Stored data
-*-*-

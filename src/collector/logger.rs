use std::collections::{HashMap, HashSet};
use std::sync::Arc;
use std::time::SystemTime;

use anyhow::{Context, Result};
use parking_lot::Mutex;
use prometheus::{Gauge, Histogram};
use tokio::sync::mpsc;
use tracing::{debug, warn};

use crate::clock;
use crate::pipeline::{InstanceStats, RollupWindow, Snapshot};
use crate::queue::KeyedQueue;
use crate::sink::inventory::InventoryStats;

use super::registry::apps_from_metrics;
use super::{
    ConnectionErrors, Endpoint, EndpointData, EndpointObservations, EndpointRegistry, Metric,
    MetricStore, NameAdder, PollLogger, PollState, PollStatus, StoreError, TotalCountUpdater,
};

/// Poll latency distributions.
pub struct CollectionTimings {
    pub collection_times: Histogram,
    /// Keyed by connector name.
    pub by_protocol: HashMap<String, Histogram>,
    pub changed_metrics: Histogram,
}

/// Metric paths already handed to the name index.
#[derive(Debug, Default)]
pub struct SuggestedNames {
    seen: Mutex<HashSet<String>>,
}

impl SuggestedNames {
    pub fn new() -> Self {
        Self::default()
    }

    /// Marks `path` seen. Returns true the first time only.
    pub fn mark(&self, path: &str) -> bool {
        let mut seen = self.seen.lock();
        if seen.contains(path) {
            return false;
        }
        seen.insert(path.to_string())
    }

    pub fn len(&self) -> usize {
        self.seen.lock().len()
    }

    pub fn is_empty(&self) -> bool {
        self.len() == 0
    }
}

/// Bounded sender into one sink loop, reporting its queue depth.
pub struct SinkSender<T> {
    name: &'static str,
    tx: mpsc::Sender<T>,
    channel_length: Gauge,
}

impl<T> Clone for SinkSender<T> {
    fn clone(&self) -> Self {
        Self {
            name: self.name,
            tx: self.tx.clone(),
            channel_length: self.channel_length.clone(),
        }
    }
}

impl<T> SinkSender<T> {
    pub fn new(name: &'static str, tx: mpsc::Sender<T>, channel_length: Gauge) -> Self {
        Self {
            name,
            tx,
            channel_length,
        }
    }

    /// Sends one unit, waiting while the channel is full.
    pub async fn send(&self, unit: T) {
        if self.tx.send(unit).await.is_err() {
            warn!(sink = self.name, "sink loop stopped, dropping unit");
        }
        self.channel_length
            .set((self.tx.max_capacity() - self.tx.capacity()) as f64);
    }
}

/// Inbound channels of the configured rollup sinks.
#[derive(Clone, Default)]
pub struct SinkChannels {
    pub cost_rollup: Option<SinkSender<Vec<Snapshot>>>,
    pub billing: Option<SinkSender<Snapshot>>,
    pub cloud_metrics: Option<SinkSender<Snapshot>>,
}

/// Units finalized during one poll, delivered once the poll returns.
#[derive(Debug, Default)]
pub struct Outbox {
    cost_rollup: Vec<Vec<Snapshot>>,
    billing: Vec<Snapshot>,
    cloud_metrics: Vec<Snapshot>,
}

impl Outbox {
    pub fn new() -> Self {
        Self::default()
    }

    pub fn is_empty(&self) -> bool {
        self.cost_rollup.is_empty() && self.billing.is_empty() && self.cloud_metrics.is_empty()
    }

    /// Sends everything pending, in order, blocking on full channels.
    pub async fn deliver(&mut self, sinks: &SinkChannels) {
        for batch in self.cost_rollup.drain(..) {
            if let Some(tx) = &sinks.cost_rollup {
                tx.send(batch).await;
            }
        }
        for snapshot in self.billing.drain(..) {
            if let Some(tx) = &sinks.billing {
                tx.send(snapshot).await;
            }
        }
        for snapshot in self.cloud_metrics.drain(..) {
            if let Some(tx) = &sinks.cloud_metrics {
                tx.send(snapshot).await;
            }
        }
    }
}

/// State shared by every response logger.
pub struct Shared {
    pub registry: Arc<EndpointRegistry>,
    pub connection_errors: Arc<ConnectionErrors>,
    pub timings: CollectionTimings,
    pub name_adder: Arc<dyn NameAdder>,
    pub suggested: SuggestedNames,
    pub total_counts: Arc<dyn TotalCountUpdater>,
    pub inventory_queue: Option<Arc<KeyedQueue<String, InventoryStats>>>,
    pub sinks: SinkChannels,
}

/// Per-endpoint, per-sweep fan-in of poll callbacks.
pub struct ResponseLogger<'a> {
    shared: &'a Shared,
    store: &'a dyn MetricStore,
    inventory_enabled: bool,
    data: &'a mut EndpointData,
    observations: &'a EndpointObservations,
    outbox: &'a mut Outbox,
}

impl<'a> ResponseLogger<'a> {
    pub fn new(
        shared: &'a Shared,
        store: &'a dyn MetricStore,
        inventory_enabled: bool,
        data: &'a mut EndpointData,
        observations: &'a EndpointObservations,
        outbox: &'a mut Outbox,
    ) -> Self {
        Self {
            shared,
            store,
            inventory_enabled,
            data,
            observations,
            outbox,
        }
    }

    fn report_new_names(&self, metrics: &[Metric]) {
        for metric in metrics {
            if metric.value.can_to_from_float() && self.shared.suggested.mark(&metric.path) {
                self.shared.name_adder.add(&metric.path);
            }
        }
    }

    fn enqueue_inventory(&self, endpoint: &Endpoint, metrics: &[Metric], timestamp: SystemTime) {
        let Some(queue) = &self.shared.inventory_queue else {
            return;
        };
        if !self.inventory_enabled {
            return;
        }
        let Some(instance) = endpoint.instance() else {
            return;
        };
        if let Some(stats) = InventoryStats::from_metrics(metrics, &instance.instance_id, timestamp)
        {
            queue.add(stats.key().to_string(), stats);
        }
    }

    /// Feeds every configured window. Returns the cost store save error, if
    /// any, after all windows have been served.
    fn feed_rollups(&mut self, stats: &InstanceStats) -> Result<()> {
        let sinks = &self.shared.sinks;
        let mut save_result = Ok(());

        if sinks.cost_rollup.is_some() {
            if let (Some(window), Some(store)) =
                (self.data.cost_rollup.as_mut(), self.data.cost_store.as_mut())
            {
                if let Some(snapshot) = roll_over(window, stats) {
                    store.add(snapshot);
                    save_result = store.save().context("saving cost rollup snapshots");
                    self.outbox.cost_rollup.push(store.get_all());
                }
                window.add(stats);
            }
        }

        if sinks.billing.is_some() {
            if let Some(window) = self.data.billing.as_mut() {
                if let Some(snapshot) = roll_over(window, stats) {
                    self.outbox.billing.push(snapshot);
                }
                window.add(stats);
            }
        }

        if sinks.cloud_metrics.is_some() {
            if let Some(window) = self.data.cloud_metrics.as_mut() {
                if let Some(snapshot) = roll_over(window, stats) {
                    self.outbox.cloud_metrics.push(snapshot);
                }
                window.add(stats);
            }
        }

        save_result
    }
}

/// Closes the window if `stats` falls outside it, returning the finalized
/// snapshot. The window is left empty and ready for `stats`.
fn roll_over(window: &mut RollupWindow, stats: &InstanceStats) -> Option<Snapshot> {
    if window.time_ok(stats.ts) {
        return None;
    }
    let snapshot = window.take_snapshot();
    window.clear();
    snapshot
}

impl PollLogger for ResponseLogger<'_> {
    fn log_state_change(&mut self, endpoint: &Endpoint, _old: &PollState, new: &PollState) {
        if new.status == PollStatus::Synced {
            let elapsed = new.total_elapsed().as_secs_f64();
            let timings = &self.shared.timings;
            timings.collection_times.observe(elapsed);
            if let Some(hist) = timings.by_protocol.get(endpoint.connector()) {
                hist.observe(elapsed);
            }
        }
        self.shared.registry.update_state(endpoint, new);
    }

    fn log_error(&mut self, endpoint: &Endpoint, err: Option<&anyhow::Error>, state: &PollState) {
        match err {
            None => self.shared.connection_errors.clear(endpoint),
            Some(e) => self
                .shared
                .connection_errors
                .set(endpoint, e, state.timestamp),
        }
        self.shared
            .registry
            .report_error(endpoint, err, state.timestamp);
    }

    fn log_response(
        &mut self,
        endpoint: &Endpoint,
        metrics: &[Metric],
        timestamp: SystemTime,
    ) -> Result<()> {
        let ts = clock::to_epoch_secs(timestamp);
        let changed = match self.store.add_batch(endpoint.key(), ts, metrics) {
            Ok(changed) => changed,
            Err(StoreError::Inactive(key)) => {
                debug!(endpoint = %key, "endpoint went inactive during poll");
                return Ok(());
            }
            Err(StoreError::Other(e)) => return Err(e.context("appending to store")),
        };

        self.report_new_names(metrics);
        self.shared
            .registry
            .log_changed_metric_count(endpoint, changed);
        self.shared.timings.changed_metrics.observe(changed as f64);
        self.shared.total_counts.update(self.store, endpoint.key());

        if endpoint.is_health_agent() {
            self.observations
                .save(endpoint.host_name(), apps_from_metrics(metrics));
            self.enqueue_inventory(endpoint, metrics, timestamp);
        }

        if self.data.wants_stats() {
            let stats = InstanceStats::from_metrics(metrics, timestamp);
            self.feed_rollups(&stats)?;
        }

        Ok(())
    }
}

-*-*-

Only the number is needed: please work out how many lines in the data contain the string "clear".

2